Kultiviert, jawohl. Das musste er gewesen sein. Vladimir begutachtete den Mann, der ihm den Vormittag verdarb. Er hatte ein breites slawisches (also nicht jüdisches) Gesicht mit spinnennetzartigen Falten, die so tief waren, als hätte man sie mit dem Taschenmesser eingeritzt. Buschige Breshnewbrauen wucherten vor seiner Stirn. In der geographischen Mitte seiner Birne ankerte eine kleine, immer noch blonde Fluseninsel. «Wir haben also telefoniert, eh?», sagte Vladimir im wurstigen Ton der sowjetischen Bürokratie. Er war ein großer Fan der Silbe «eh».
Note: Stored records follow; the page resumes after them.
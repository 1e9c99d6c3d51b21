use crate::events::AppEvent;
use async_channel::Sender;
use directories::ProjectDirs;
use notify::{EventKind, RecommendedWatcher, RecursiveMode, Watcher};
use prometheus_geometry::Point;
use prometheus_geometry::drag::{RotaryScale, max_scroll};
use prometheus_geometry::radial::{Direction, ItemLabel, NavWheel, WheelSizes};
use prometheus_geometry::viewport::Viewport;
use prometheus_geometry::zone::{Boundary, ScaleError, Zone, ZonedScale};
use serde::{Deserialize, Serialize};
use std::path::{Path, PathBuf};
use std::time::Duration;
use thiserror::Error;

#[derive(Debug, Clone, Deserialize, Serialize)]
pub struct ItemConfig {
    pub direction: Option<Direction>,
    pub label: Option<ItemLabel>,
}

#[derive(Debug, Clone, Deserialize, Serialize, Default)]
pub struct MenuConfig {
    #[serde(default)]
    pub sizes: WheelSizes,
    /// Label of the hub section.
    #[serde(default)]
    pub hub: Option<ItemLabel>,
    #[serde(default)]
    pub items: Vec<ItemConfig>,
}

fn non_blank(label: &ItemLabel) -> Option<ItemLabel> {
    let label = ItemLabel::new(label.as_str());
    (!label.is_blank()).then_some(label)
}

impl MenuConfig {
    pub fn build(&self, center: Point) -> NavWheel {
        let sections = self.items.iter().filter_map(|cfg| {
            let dir = cfg.direction?;
            Some((dir, non_blank(cfg.label.as_ref()?)?))
        });
        let hub = self.hub.as_ref().and_then(non_blank);
        NavWheel::new(sections, hub, center, self.sizes)
    }
}

#[derive(Debug, Clone, Copy, Deserialize, Serialize)]
#[serde(default)]
pub struct DragConfig {
    /// Offset units per full turn, as a multiple of the scrollable extent.
    pub sweep_ratio: f64,
    /// Height of one row in the rotary list.
    pub item_extent: f64,
    /// Visible height of the rotary list.
    pub list_extent: f64,
}

impl Default for DragConfig {
    fn default() -> Self {
        Self {
            sweep_ratio: RotaryScale::default().sweep_ratio,
            item_extent: 34.0,
            list_extent: 170.0,
        }
    }
}

impl DragConfig {
    pub fn scale(&self) -> RotaryScale {
        RotaryScale::new(self.sweep_ratio)
    }

    pub fn max_offset(&self, item_count: usize) -> f64 {
        max_scroll(item_count, self.item_extent, self.list_extent)
    }
}

#[derive(Debug, Clone, Deserialize, Serialize)]
pub struct SliderConfig {
    pub span: f64,
    #[serde(default)]
    pub boundary: Boundary,
    pub zones: Vec<Zone>,
}

#[derive(Debug, Clone, Deserialize, Serialize, Default)]
pub struct Config {
    #[serde(default)]
    pub menu: MenuConfig,
    #[serde(default)]
    pub drag: DragConfig,
    #[serde(default)]
    pub viewport: Viewport,
    #[serde(default)]
    pub slider: Option<SliderConfig>,
}

impl Config {
    fn validate(&self) -> Result<(), ConfigError> {
        if !self.viewport.is_valid() {
            return Err(ConfigError::InvalidViewport {
                width: self.viewport.width,
                height: self.viewport.height,
            });
        }
        self.slider_scale()?;
        Ok(())
    }

    /// The duration slider scale, custom zones when configured.
    pub fn slider_scale(&self) -> Result<ZonedScale, ConfigError> {
        match &self.slider {
            Some(s) => Ok(ZonedScale::new(s.span, s.boundary, s.zones.clone())?),
            None => Ok(ZonedScale::duration_slider()),
        }
    }
}

#[derive(Error, Debug)]
pub enum ConfigError {
    #[error("Failed to determine config directory")]
    ConfigDirNotFound,
    #[error("Config error: {0}")]
    Config(#[from] config::ConfigError),
    #[error("Notify error: {0}")]
    Notify(#[from] notify::Error),
    #[error("Invalid slider zones: {0}")]
    Scale(#[from] ScaleError),
    #[error("IO error: {0}")]
    Io(#[from] std::io::Error),
    #[error("Invalid viewport {width}x{height}")]
    InvalidViewport { width: f64, height: f64 },
}

pub fn get_config_path() -> Result<PathBuf, ConfigError> {
    let proj_dirs = ProjectDirs::from("org", "prometheus", "prometheus")
        .ok_or(ConfigError::ConfigDirNotFound)?;
    Ok(proj_dirs.config_dir().join("config.toml"))
}

fn environment() -> config::Environment {
    config::Environment::with_prefix("PROMETHEUS")
        .separator("__")
        .try_parsing(true)
}

pub fn load_config() -> Result<Config, ConfigError> {
    let config_path = get_config_path()?;

    let s = config::Config::builder()
        .add_source(config::File::from(config_path).required(false))
        .add_source(environment())
        .build()?;

    let config: Config = s.try_deserialize()?;
    config.validate()?;
    Ok(config)
}

/// Parses TOML text with the same rules as the config file.
pub fn parse_config(text: &str) -> Result<Config, ConfigError> {
    let s = config::Config::builder()
        .add_source(config::File::from_str(text, config::FileFormat::Toml))
        .build()?;

    let config: Config = s.try_deserialize()?;
    config.validate()?;
    Ok(config)
}

pub fn load_or_default() -> Config {
    match load_config() {
        Ok(c) => c,
        Err(e) => {
            log::error!("Failed to load config, using defaults: {}", e);
            default_config()
        }
    }
}

/// The embedded default configuration.
pub fn default_config() -> Config {
    parse_config(DEFAULT_CONFIG).unwrap_or_default()
}

/// Writes the embedded defaults to the user config path unless a file is
/// already there.
pub fn write_default_config() -> Result<PathBuf, ConfigError> {
    let path = get_config_path()?;
    if write_default_config_to(&path)? {
        log::info!("Wrote default config to {}", path.display());
    } else {
        log::info!("Keeping existing config at {}", path.display());
    }
    Ok(path)
}

/// Returns whether a new file was created.
pub fn write_default_config_to(path: &Path) -> Result<bool, ConfigError> {
    if path.exists() {
        return Ok(false);
    }
    if let Some(parent) = path.parent() {
        fs_err::create_dir_all(parent)?;
    }
    fs_err::write(path, DEFAULT_CONFIG)?;
    Ok(true)
}

const DEFAULT_CONFIG: &str = include_str!("default_config.toml");

/// Editors save in bursts (truncate, write, rename); one reload per burst.
const RELOAD_DEBOUNCE: Duration = Duration::from_millis(150);

fn touches_config(event: &notify::Event, config_path: &Path) -> bool {
    matches!(
        event.kind,
        EventKind::Modify(_) | EventKind::Create(_) | EventKind::Remove(_)
    ) && event.paths.iter().any(|p| p == config_path)
}

pub async fn run_async_watcher(tx: Sender<AppEvent>) {
    let config_path = match get_config_path() {
        Ok(p) => p,
        Err(e) => {
            log::error!("Config watcher disabled: {}", e);
            return;
        }
    };
    let Some(config_dir) = config_path.parent().map(Path::to_path_buf) else {
        return;
    };
    if let Err(e) = fs_err::create_dir_all(&config_dir) {
        log::error!("Config watcher disabled: {}", e);
        return;
    }

    let (bridge_tx, bridge_rx) = async_channel::unbounded();
    let watcher = RecommendedWatcher::new(
        move |res| {
            let _ = bridge_tx.send_blocking(res);
        },
        notify::Config::default(),
    );
    let mut watcher = match watcher {
        Ok(w) => w,
        Err(e) => {
            log::error!("Config watcher disabled: {}", ConfigError::from(e));
            return;
        }
    };
    if let Err(e) = watcher.watch(&config_dir, RecursiveMode::NonRecursive) {
        log::error!("Failed to watch {}: {}", config_dir.display(), e);
        return;
    }
    log::debug!("Watching {} for changes", config_path.display());

    while let Ok(res) = bridge_rx.recv().await {
        match res {
            Ok(event) if touches_config(&event, &config_path) => {
                // swallow the rest of the burst
                while let Ok(Ok(_)) =
                    tokio::time::timeout(RELOAD_DEBOUNCE, bridge_rx.recv()).await
                {}
                log::info!("Config file changed: {}", config_path.display());
                if tx.send(AppEvent::ConfigReload).await.is_err() {
                    break;
                }
            }
            Ok(_) => {}
            Err(e) => log::error!("Watch error: {}", e),
        }
    }
}

#[cfg(test)]
mod tests {
    use super::*;
    use prometheus_geometry::zone::DurationUnit;

    #[test]
    fn test_default_config_parses() {
        let config = parse_config(DEFAULT_CONFIG).unwrap();
        assert_eq!(config.menu.items.len(), 4);
        assert_eq!(config.drag.sweep_ratio, 2.0);
        assert_eq!(config.viewport, Viewport::new(1920.0, 1080.0));
        assert!(config.slider.is_none());
    }

    #[test]
    fn test_empty_config_uses_defaults() {
        let config = parse_config("").unwrap();
        assert!(config.menu.items.is_empty());
        assert_eq!(config.drag.item_extent, 34.0);
        assert_eq!(config.slider_scale().unwrap(), ZonedScale::duration_slider());
    }

    #[test]
    fn test_menu_items_by_direction() {
        let config = parse_config(
            r#"
            [[menu.items]]
            direction = "e"
            label = "Design"

            [[menu.items]]
            direction = "North"
            label = "Define"

            [[menu.items]]
            label = "Orphan"

            [[menu.items]]
            direction = "s"
            label = "   "
            "#,
        )
        .unwrap();
        let wheel = config.menu.build(Point::new(0.0, 0.0));
        let label = |d| wheel.section(d).map(|l| l.to_string());
        assert_eq!(label(Direction::North).as_deref(), Some("Define"));
        assert_eq!(label(Direction::East).as_deref(), Some("Design"));
        assert_eq!(label(Direction::South), None);
        assert!(wheel.hub_label().is_none());
    }

    #[test]
    fn test_default_wheel_matches_compass() {
        let wheel = default_config().menu.build(Point::new(0.0, 0.0));
        assert_eq!(wheel.hub_label().map(|l| l.as_str()), Some("Generate"));
        assert_eq!(wheel.section(Direction::West).map(|l| l.as_str()), Some("Format"));
        assert_eq!(wheel.radius(), 35.0);
    }

    #[test]
    fn test_custom_slider_zones() {
        let config = parse_config(
            r#"
            [slider]
            span = 10.0
            boundary = "upper"

            [[slider.zones]]
            start = 0.0
            end = 5.0
            min = 1
            max = 6
            unit = "hour"

            [[slider.zones]]
            start = 5.0
            end = 10.0
            min = 1
            max = 3
            unit = "Days"
            "#,
        )
        .unwrap();
        let scale = config.slider_scale().unwrap();
        assert_eq!(scale.boundary(), Boundary::Upper);
        assert_eq!(scale.zone_at(5.0).unit, DurationUnit::Days);
    }

    #[test]
    fn test_broken_slider_zones_are_rejected() {
        let result = parse_config(
            r#"
            [slider]
            span = 10.0

            [[slider.zones]]
            start = 0.0
            end = 4.0
            min = 1
            max = 6
            unit = "Hours"
            "#,
        );
        assert!(matches!(result, Err(ConfigError::Scale(_))));
    }

    #[test]
    fn test_unknown_unit_is_rejected() {
        let result = parse_config(
            r#"
            [slider]
            span = 10.0

            [[slider.zones]]
            start = 0.0
            end = 10.0
            min = 1
            max = 6
            unit = "Fortnights"
            "#,
        );
        assert!(matches!(result, Err(ConfigError::Config(_))));
    }

    #[test]
    fn test_max_offset_from_list_size() {
        let drag = DragConfig::default();
        assert_eq!(drag.max_offset(10), 170.0);
        assert_eq!(drag.max_offset(2), 0.0);
        assert_eq!(drag.scale(), RotaryScale::new(2.0));
    }

    #[test]
    fn test_partial_drag_section_keeps_defaults() {
        let drag: DragConfig = serde_json::from_str(r#"{ "sweep_ratio": 1.0 }"#).unwrap();
        assert_eq!(drag.sweep_ratio, 1.0);
        assert_eq!(drag.list_extent, 170.0);
    }

    #[test]
    fn test_absurd_viewport_is_rejected() {
        let result = parse_config("[viewport]\nwidth = -1.0\n");
        assert!(matches!(result, Err(ConfigError::InvalidViewport { .. })));
        let result = parse_config("[viewport]\nwidth = inf\n");
        assert!(matches!(result, Err(ConfigError::InvalidViewport { .. })));
    }

    #[test]
    fn test_write_default_config_keeps_existing_file() {
        let dir = std::env::temp_dir().join(format!("prometheus-config-{}", std::process::id()));
        let path = dir.join("nested").join("config.toml");
        let _ = fs_err::remove_dir_all(&dir);

        assert!(write_default_config_to(&path).unwrap());
        fs_err::write(&path, "[drag]\nsweep_ratio = 1.0\n").unwrap();
        assert!(!write_default_config_to(&path).unwrap());
        let text = fs_err::read_to_string(&path).unwrap();
        assert_eq!(parse_config(&text).unwrap().drag.sweep_ratio, 1.0);

        fs_err::remove_dir_all(&dir).unwrap();
    }

    #[test]
    fn test_only_config_file_events_trigger_reload() {
        use notify::event::{CreateKind, ModifyKind};
        let path = PathBuf::from("/cfg/config.toml");
        let modify = notify::Event::new(EventKind::Modify(ModifyKind::Any)).add_path(path.clone());
        let other = notify::Event::new(EventKind::Create(CreateKind::File))
            .add_path(PathBuf::from("/cfg/other.toml"));
        let access = notify::Event::new(EventKind::Access(notify::event::AccessKind::Any))
            .add_path(path.clone());
        assert!(touches_config(&modify, &path));
        assert!(!touches_config(&other, &path));
        assert!(!touches_config(&access, &path));
    }
}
«Und wie!», rief der Alte begeistert.
«Und was habe ich zu Ihnen gesagt, eh?»
«Du hast gesagt, ich soll vorbeikommen. Miss Harosset hat gesagt, ich soll vorbeikommen. Der Ventilator hat gesagt, ich soll vorbeikommen. Also habe ich die Fünfer-U-Bahn nach Bowling Green genommen, wie du gesagt hast.» Er wirkte ausgesprochen zufrieden mit sich.
Vladimir machte probeweise einen Schritt zurück Richtung Büro. Der Wachmann nahm seinen Posten wieder ein, knöpfte das Hemd zu und murmelte in seiner Muttersprache vor sich hin. Trotzdem, irgendetwas fehlte noch. Fassen wir zusammen: wütender Slawe, gedemütigter Wachmann, schlechtbezahlter, absurder Job, vergeudete Jugend, Sexnacht mit Challah. Ach ja. «Welcher Ventilator?», fragte Vladimir.
«Na, der im Schlafzimmer», sagte der Mensch und verdrehte die Augen ob der überflüssigen Frage. «Ich habe zwei Ventilatoren.»
«Der Ventilator hat gesagt, Sie sollen vorbeikommen», sagte Vladimir. Und zwei Ventilatoren hat er. Mit einem Mal erkannte Vladimir, dass das kein Problemklient war. Sondern ein Spaßklient. Ein völlig durchgeknallter Klient. So einer, der einen morgens in Schwung brachte und den ganzen Tag munter und bei Laune hielt. «Hören Sie», sagte Vladimir zu dem Ventilatormann. «Gehen wir doch in mein Büro, dort können Sie mir alles erzählen.»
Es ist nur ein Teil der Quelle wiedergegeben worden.